### About this exercise
Copy, word for word, each line of the data below from the first through the line containing "use rustyline::error::ReadlineError;", and stop there.

Saved entries:
Start of Block
//! Interactive prompts for values not given on the command line.

use std::io::{self, Write};

use crossterm::event::{self, Event, KeyCode, KeyEvent, KeyEventKind, KeyModifiers};
use crossterm::terminal;
use rustyline::DefaultEditor;
use rustyline::error::ReadlineError;

use crate::provision::{EngineKind, Prompter, ProvisionError, Validator};

type Result<T> = std::result::Result<T, ProvisionError>;

/// Terminal implementation of [`Prompter`].
pub struct Wizard {
    editor: DefaultEditor,
}

impl Wizard {
    pub fn new() -> Result<Self> {
        let editor = DefaultEditor::new().map_err(readline_error)?;
        Ok(Self { editor })
    }

    fn read_line(&mut self, prompt: &str) -> Result<String> {
        self.editor.readline(prompt).map_err(readline_error)
    }
}

impl Prompter for Wizard {
    fn select_engine(&mut self, choices: &[EngineKind]) -> Result<EngineKind> {
        println!("Database type?");
        for (i, kind) in choices.iter().enumerate() {
            println!("  {}) {kind}", i + 1);
        }
        loop {
            let line = self.read_line(&format!("Choose [1-{}]: ", choices.len()))?;
            match parse_choice(&line, choices) {
                Some(kind) => return Ok(kind),
                None => eprintln!("  Enter a number or one of the names above"),
            }
        }
    }

    fn ask(&mut self, question: &str, placeholder: &str, validate: Validator<'_>) -> Result<String> {
        loop {
            let line = self.read_line(&prompt_text(question, placeholder))?;
            let value = line.trim();
            if value.is_empty() {
                return Ok(String::new());
            }
            match validate(value) {
                Ok(()) => return Ok(value.to_string()),
                Err(e) => eprintln!("  {e}"),
            }
        }
    }

    fn ask_password(
        &mut self,
        question: &str,
        placeholder: &str,
        validate: Validator<'_>,
    ) -> Result<String> {
        loop {
            let value = read_hidden(&prompt_text(question, placeholder))?;
            if value.is_empty() {
                return Ok(value);
            }
            match validate(&value) {
                Ok(()) => return Ok(value),
                Err(e) => eprintln!("  {e}"),
            }
        }
    }
}

fn prompt_text(question: &str, placeholder: &str) -> String {
    if placeholder.is_empty() {
        format!("{question} ")
    } else {
        format!("{question} ({placeholder}) ")
    }
}

/// A 1-based index into `choices`, or an engine name.
fn parse_choice(input: &str, choices: &[EngineKind]) -> Option<EngineKind> {
    let input = input.trim();
    if let Ok(n) = input.parse::<usize>() {
        return n.checked_sub(1).and_then(|i| choices.get(i)).copied();
    }
    input
        .parse::<EngineKind>()
        .ok()
        .filter(|kind| choices.contains(kind))
}

/// Leaves raw mode when dropped, including on early return.
struct RawMode;

impl RawMode {
    fn enable() -> io::Result<Self> {
        terminal::enable_raw_mode()?;
        Ok(Self)
    }
}

impl Drop for RawMode {
    fn drop(&mut self) {
        let _ = terminal::disable_raw_mode();
    }
}

/// Read a line without echoing it.
fn read_hidden(prompt: &str) -> Result<String> {
    print!("{prompt}");
    io::stdout().flush().map_err(io_error)?;

    let result = read_hidden_keys();
    println!();
    result
}

fn read_hidden_keys() -> Result<String> {
    let _raw = RawMode::enable().map_err(io_error)?;
    let mut value = String::new();
    loop {
        let Event::Key(KeyEvent {
            code,
            modifiers,
            kind: KeyEventKind::Press,
            ..
        }) = event::read().map_err(io_error)?
        else {
            continue;
        };
        match code {
            KeyCode::Enter => return Ok(value),
            KeyCode::Backspace => {
                value.pop();
            }
            KeyCode::Char('c') if modifiers.contains(KeyModifiers::CONTROL) => {
                return Err(cancelled());
            }
            KeyCode::Esc => return Err(cancelled()),
            KeyCode::Char(c) => value.push(c),
            _ => {}
        }
    }
}

fn cancelled() -> ProvisionError {
    ProvisionError::Prompt {
        reason: "cancelled".to_string(),
    }
}

fn readline_error(e: ReadlineError) -> ProvisionError {
    match e {
        ReadlineError::Interrupted | ReadlineError::Eof => cancelled(),
        other => ProvisionError::Prompt {
            reason: other.to_string(),
        },
    }
}

fn io_error(e: io::Error) -> ProvisionError {
    ProvisionError::Prompt {
        reason: e.to_string(),
    }
}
End of Block
### Written response
//! Interactive prompts for values not given on the command line.

use std::io::{self, Write};

use crossterm::event::{self, Event, KeyCode, KeyEvent, KeyEventKind, KeyModifiers};
use crossterm::terminal;
use rustyline::DefaultEditor;
use rustyline::error::ReadlineError;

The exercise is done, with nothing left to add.